This is the headline on the country’s largest-selling newspaper this morning, along with a secondary text saying: “Costa wants to end with austerity”.
The swearing in of Portugal’s new PS government means that families can look forward to “more money in their wallets” from January 1, writes Correio da Manhã.
The benefit will come from the returning of lopped public sector salaries, elimination of 50% of the controversial IRS surcharge, reintroducing child benefit (at levels paid in 2011) and ‘updating of pensions’.
Prime Minister António Costa outlined the new government’s strategy at the inauguration ceremony yesterday, stressing it was geared towards “turning the page on austerity and focused on mobilising Portugal and the Portuguese for the triple proposition of more growth, more employment and greater equality”.
“Austerity has not generated growth,” he said, while “internal devaluation” has also not generated prosperity.

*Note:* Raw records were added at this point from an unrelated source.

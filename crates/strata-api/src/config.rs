//! Server configuration.

use serde::{Deserialize, Serialize};

use strata_core::storage::StoreConfig;
use strata_core::{Error, Result};

/// Configuration for the Strata API server.
#[derive(Debug, Clone, Serialize, Deserialize)]
pub struct Config {
    /// HTTP server port.
    pub http_port: u16,

    /// Enable debug mode.
    ///
    /// When enabled, the server falls back to an in-memory storage backend
    /// if no S3 endpoint is configured. Production requires an endpoint and
    /// credentials.
    pub debug: bool,

    /// CORS configuration.
    #[serde(default)]
    pub cors: CorsConfig,

    /// Object storage connection settings.
    #[serde(default)]
    pub storage: StorageConfig,
}

impl Default for Config {
    fn default() -> Self {
        Self {
            http_port: 5000,
            debug: false,
            cors: CorsConfig::default(),
            storage: StorageConfig::default(),
        }
    }
}

/// CORS configuration for browser-based access.
#[derive(Debug, Clone, Serialize, Deserialize)]
pub struct CorsConfig {
    /// Allowed origins. Use `["*"]` to allow all origins (development only).
    /// Empty list disables CORS entirely.
    pub allowed_origins: Vec<String>,

    /// Max age for preflight cache (seconds).
    pub max_age_seconds: u64,
}

impl Default for CorsConfig {
    fn default() -> Self {
        Self {
            allowed_origins: Vec::new(),
            max_age_seconds: 3600,
        }
    }
}

/// Object storage connection settings.
#[derive(Debug, Clone, Default, Serialize, Deserialize)]
pub struct StorageConfig {
    /// S3-compatible endpoint (e.g. `http://127.0.0.1:9000` for MinIO).
    #[serde(default)]
    pub endpoint: Option<String>,
    /// Region; defaults to `us-east-1`.
    #[serde(default)]
    pub region: Option<String>,
    /// Access key id.
    #[serde(default)]
    pub access_key_id: Option<String>,
    /// Secret access key.
    #[serde(default)]
    pub secret_access_key: Option<String>,
    /// Allow plain-HTTP endpoints (local MinIO).
    #[serde(default)]
    pub allow_http: bool,
}

impl StorageConfig {
    /// Returns true when an S3 endpoint or credentials are configured.
    #[must_use]
    pub fn is_configured(&self) -> bool {
        self.endpoint.is_some() || self.access_key_id.is_some()
    }

    /// Converts to the core store configuration.
    #[must_use]
    pub fn to_store_config(&self) -> StoreConfig {
        StoreConfig {
            endpoint: self.endpoint.clone(),
            region: self.region.clone(),
            access_key_id: self.access_key_id.clone(),
            secret_access_key: self.secret_access_key.clone(),
            allow_http: self.allow_http,
        }
    }
}

impl Config {
    /// Loads configuration from environment variables.
    ///
    /// Supported env vars:
    /// - `STRATA_HTTP_PORT`
    /// - `STRATA_DEBUG`
    /// - `STRATA_CORS_ALLOWED_ORIGINS` (comma-separated, or `*`)
    /// - `STRATA_CORS_MAX_AGE_SECONDS`
    /// - `STRATA_S3_ENDPOINT`
    /// - `STRATA_S3_REGION`
    /// - `STRATA_S3_ACCESS_KEY_ID`
    /// - `STRATA_S3_SECRET_ACCESS_KEY`
    /// - `STRATA_S3_ALLOW_HTTP`
    ///
    /// # Errors
    ///
    /// Returns an error if any environment variable is present but cannot be
    /// parsed.
    pub fn from_env() -> Result<Self> {
        let mut config = Self::default();

        if let Some(port) = env_u16("STRATA_HTTP_PORT")? {
            config.http_port = port;
        }
        if let Some(debug) = env_bool("STRATA_DEBUG")? {
            config.debug = debug;
        }

        if let Some(origins) = env_string("STRATA_CORS_ALLOWED_ORIGINS") {
            config.cors.allowed_origins = parse_cors_allowed_origins(&origins);
        }
        if let Some(max_age) = env_u64("STRATA_CORS_MAX_AGE_SECONDS")? {
            config.cors.max_age_seconds = max_age;
        }

        config.storage.endpoint = env_string("STRATA_S3_ENDPOINT");
        config.storage.region = env_string("STRATA_S3_REGION");
        config.storage.access_key_id = env_string("STRATA_S3_ACCESS_KEY_ID");
        config.storage.secret_access_key = env_string("STRATA_S3_SECRET_ACCESS_KEY");
        if let Some(allow_http) = env_bool("STRATA_S3_ALLOW_HTTP")? {
            config.storage.allow_http = allow_http;
        }

        if !config.debug && !config.storage.is_configured() {
            return Err(Error::validation(
                "STRATA_S3_ENDPOINT is required when STRATA_DEBUG=false",
            ));
        }

        Ok(config)
    }
}

fn env_string(name: &str) -> Option<String> {
    std::env::var(name).ok().and_then(|v| {
        let trimmed = v.trim();
        if trimmed.is_empty() {
            None
        } else {
            Some(trimmed.to_string())
        }
    })
}

fn env_u16(name: &str) -> Result<Option<u16>> {
    let Some(v) = env_string(name) else {
        return Ok(None);
    };
    v.parse::<u16>()
        .map(Some)
        .map_err(|e| Error::validation(format!("{name} must be a u16: {e}")))
}

fn env_u64(name: &str) -> Result<Option<u64>> {
    let Some(v) = env_string(name) else {
        return Ok(None);
    };
    v.parse::<u64>()
        .map(Some)
        .map_err(|e| Error::validation(format!("{name} must be a u64: {e}")))
}

fn parse_bool(name: &str, value: &str) -> Result<bool> {
    let value = value.trim().to_ascii_lowercase();
    match value.as_str() {
        "true" | "1" | "yes" | "y" => Ok(true),
        "false" | "0" | "no" | "n" => Ok(false),
        _ => Err(Error::validation(format!(
            "{name} must be a boolean (true/false/1/0)"
        ))),
    }
}

fn env_bool(name: &str) -> Result<Option<bool>> {
    let Some(v) = env_string(name) else {
        return Ok(None);
    };
    parse_bool(name, &v).map(Some)
}

fn parse_cors_allowed_origins(value: &str) -> Vec<String> {
    let trimmed = value.trim();
    if trimmed.is_empty() {
        return Vec::new();
    }
    if trimmed == "*" {
        return vec!["*".to_string()];
    }

    trimmed
        .split(',')
        .map(str::trim)
        .filter(|s| !s.is_empty())
        .map(str::to_string)
        .collect()
}

#[cfg(test)]
mod tests {
    use super::*;

    #[test]
    fn parse_bool_accepts_common_spellings() {
        assert!(parse_bool("TEST", "true").unwrap());
        assert!(parse_bool("TEST", "1").unwrap());
        assert!(!parse_bool("TEST", "FALSE").unwrap());
        assert!(!parse_bool("TEST", "no").unwrap());
        assert!(parse_bool("TEST", "maybe").is_err());
    }

    #[test]
    fn cors_origins_parse_wildcard_and_lists() {
        assert_eq!(parse_cors_allowed_origins("*"), vec!["*"]);
        assert_eq!(
            parse_cors_allowed_origins("http://a.test, http://b.test"),
            vec!["http://a.test", "http://b.test"]
        );
        assert!(parse_cors_allowed_origins("  ").is_empty());
    }

    #[test]
    fn storage_config_reports_configured_state() {
        let mut storage = StorageConfig::default();
        assert!(!storage.is_configured());
        storage.endpoint = Some("http://127.0.0.1:9000".to_string());
        assert!(storage.is_configured());
    }
}
#[async_trait]
impl BlobStore for MemoryStore {
    async fn get(&self, bucket: &str, key: &str) -> Result<Bytes> {
        let buckets = self.buckets.read().map_err(|_| Error::Internal {
            message: "lock poisoned".into(),
        })?;

        let objects = buckets.get(bucket).ok_or_else(|| Error::BucketNotFound {
            bucket: bucket.to_string(),
        })?;
        objects
            .get(key)
            .map(|o| o.data.clone())
            .ok_or_else(|| Error::ObjectNotFound {
                bucket: bucket.to_string(),
                key: key.to_string(),
            })
    }

    async fn get_stream(&self, bucket: &str, key: &str) -> Result<ByteStream> {
        let data = self.get(bucket, key).await?;
        Ok(futures::stream::once(async move { Ok(data) }).boxed())
    }

    async fn put(
        &self,
        bucket: &str,
        key: &str,
        data: Bytes,
        _content_type: &str,
        precondition: WritePrecondition,
    ) -> Result<WriteOutcome> {
        let mut buckets = self.buckets.write().map_err(|_| Error::Internal {
            message: "lock poisoned".into(),
        })?;

        let objects = buckets.entry(bucket.to_string()).or_default();
        if precondition == WritePrecondition::DoesNotExist && objects.contains_key(key) {
            return Ok(WriteOutcome::PreconditionFailed);
        }

        objects.insert(
            key.to_string(),
            StoredObject {
                data,
                last_modified: Utc::now(),
            },
        );
        Ok(WriteOutcome::Created)
    }

    async fn list(&self, bucket: &str, prefix: &str) -> Result<Vec<ObjectInfo>> {
        let buckets = self.buckets.read().map_err(|_| Error::Internal {
            message: "lock poisoned".into(),
        })?;

        let objects = buckets.get(bucket).ok_or_else(|| Error::BucketNotFound {
            bucket: bucket.to_string(),
        })?;

        let mut listed: Vec<ObjectInfo> = objects
            .iter()
            .filter(|(k, _)| k.starts_with(prefix))
            .map(|(key, obj)| ObjectInfo {
                key: key.clone(),
                size: obj.data.len() as u64,
                last_modified: Some(obj.last_modified),
            })
            .collect();
        listed.sort_by(|a, b| a.key.cmp(&b.key));
        listed.truncate(MAX_LIST_KEYS);
        Ok(listed)
    }
}
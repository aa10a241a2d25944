// src/fields.rs

//! Reserved (declared) fields of a namelist.
//!
//! A namelist flavour declares a fixed set of field names by installing a
//! struct that implements [`ReservedFields`]. Those names are stored on
//! the struct, never in the dynamic mapping, and are written after the
//! dynamic entries when the namelist is flattened.

use crate::error::{NamelistError, Result};
use crate::value::Value;
use std::any::Any;
use std::fmt;

pub trait ReservedFields: fmt::Debug + Send + Sync {
    /// Declared names, in output order.
    fn field_names(&self) -> &'static [&'static str];

    /// Current value of a declared field, `None` when `name` is not declared.
    fn get_field(&self, name: &str) -> Option<Value>;

    /// Update a declared field in place.
    ///
    /// Implementations reject values of the wrong type with
    /// [`NamelistError::InvalidFieldValue`].
    fn set_field(&mut self, name: &str, value: Value) -> Result<()>;

    /// Reset a declared field to [`Value::Absent`].
    ///
    /// Override to refuse removal with [`NamelistError::FieldNotRemovable`].
    fn remove_field(&mut self, name: &str) -> Result<()> {
        self.set_field(name, Value::Absent)
    }

    fn clone_box(&self) -> Box<dyn ReservedFields>;

    fn as_any(&self) -> &dyn Any;

    fn as_any_mut(&mut self) -> &mut dyn Any;

    fn is_reserved(&self, name: &str) -> bool {
        self.field_names().contains(&name)
    }
}

impl Clone for Box<dyn ReservedFields> {
    fn clone(&self) -> Self {
        self.clone_box()
    }
}

/// No reserved fields at all.
#[derive(Debug, Clone, Copy, Default, PartialEq, Eq)]
pub struct NoFields;

impl ReservedFields for NoFields {
    fn field_names(&self) -> &'static [&'static str] {
        &[]
    }

    fn get_field(&self, _name: &str) -> Option<Value> {
        None
    }

    fn set_field(&mut self, name: &str, _value: Value) -> Result<()> {
        Err(NamelistError::AttributeNotFound(name.to_string()))
    }

    fn clone_box(&self) -> Box<dyn ReservedFields> {
        Box::new(*self)
    }

    fn as_any(&self) -> &dyn Any {
        self
    }

    fn as_any_mut(&mut self) -> &mut dyn Any {
        self
    }
}

/// Store `value` into an optional typed slot, converting with `TryFrom`.
///
/// [`Value::Absent`] clears the slot. Meant for [`ReservedFields::set_field`]
/// implementations.
pub fn assign<T>(slot: &mut Option<T>, field: &str, expected: &str, value: Value) -> Result<()>
where
    T: TryFrom<Value, Error = Value>,
{
    *slot = match value {
        Value::Absent => None,
        value => Some(
            T::try_from(value).map_err(|found| NamelistError::invalid_field(field, expected, &found))?,
        ),
    };
    Ok(())
}

#[cfg(test)]
mod tests {
    use super::*;

    #[test]
    fn test_no_fields() {
        let mut fields = NoFields;
        assert!(fields.field_names().is_empty());
        assert!(!fields.is_reserved("anything"));
        assert_eq!(fields.get_field("anything"), None);
        assert!(fields.set_field("anything", Value::from(1)).is_err());
    }

    #[test]
    fn test_assign() {
        let mut slot: Option<i64> = None;
        assign(&mut slot, "nstep", "integer", Value::from(5)).unwrap();
        assert_eq!(slot, Some(5));

        let err = assign(&mut slot, "nstep", "integer", Value::from("five")).unwrap_err();
        assert!(matches!(err, NamelistError::InvalidFieldValue { .. }));
        assert_eq!(slot, Some(5));

        assign(&mut slot, "nstep", "integer", Value::Absent).unwrap();
        assert_eq!(slot, None);
    }
}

CM has broken down the ‘expense’ of the government’s plans at €1.1 billion – but whether all the decisions will be ratified by the president of the republic remains to be seen.
Cavaco Silva remains in power until January 24 and he has made it quite clear that he will not be “abdicating any of the powers attributed to the presidency of the republic” before he leaves (see Tough-talking ceremony sees Portugal’s Socialist government sworn in under heavy cloud).
Meantime, the European Commission is described as very keen to hear the intentions of the new government which is meeting today (Friday) to approve its future programme which is due to be discussed in parliament on Monday and Tuesday next week.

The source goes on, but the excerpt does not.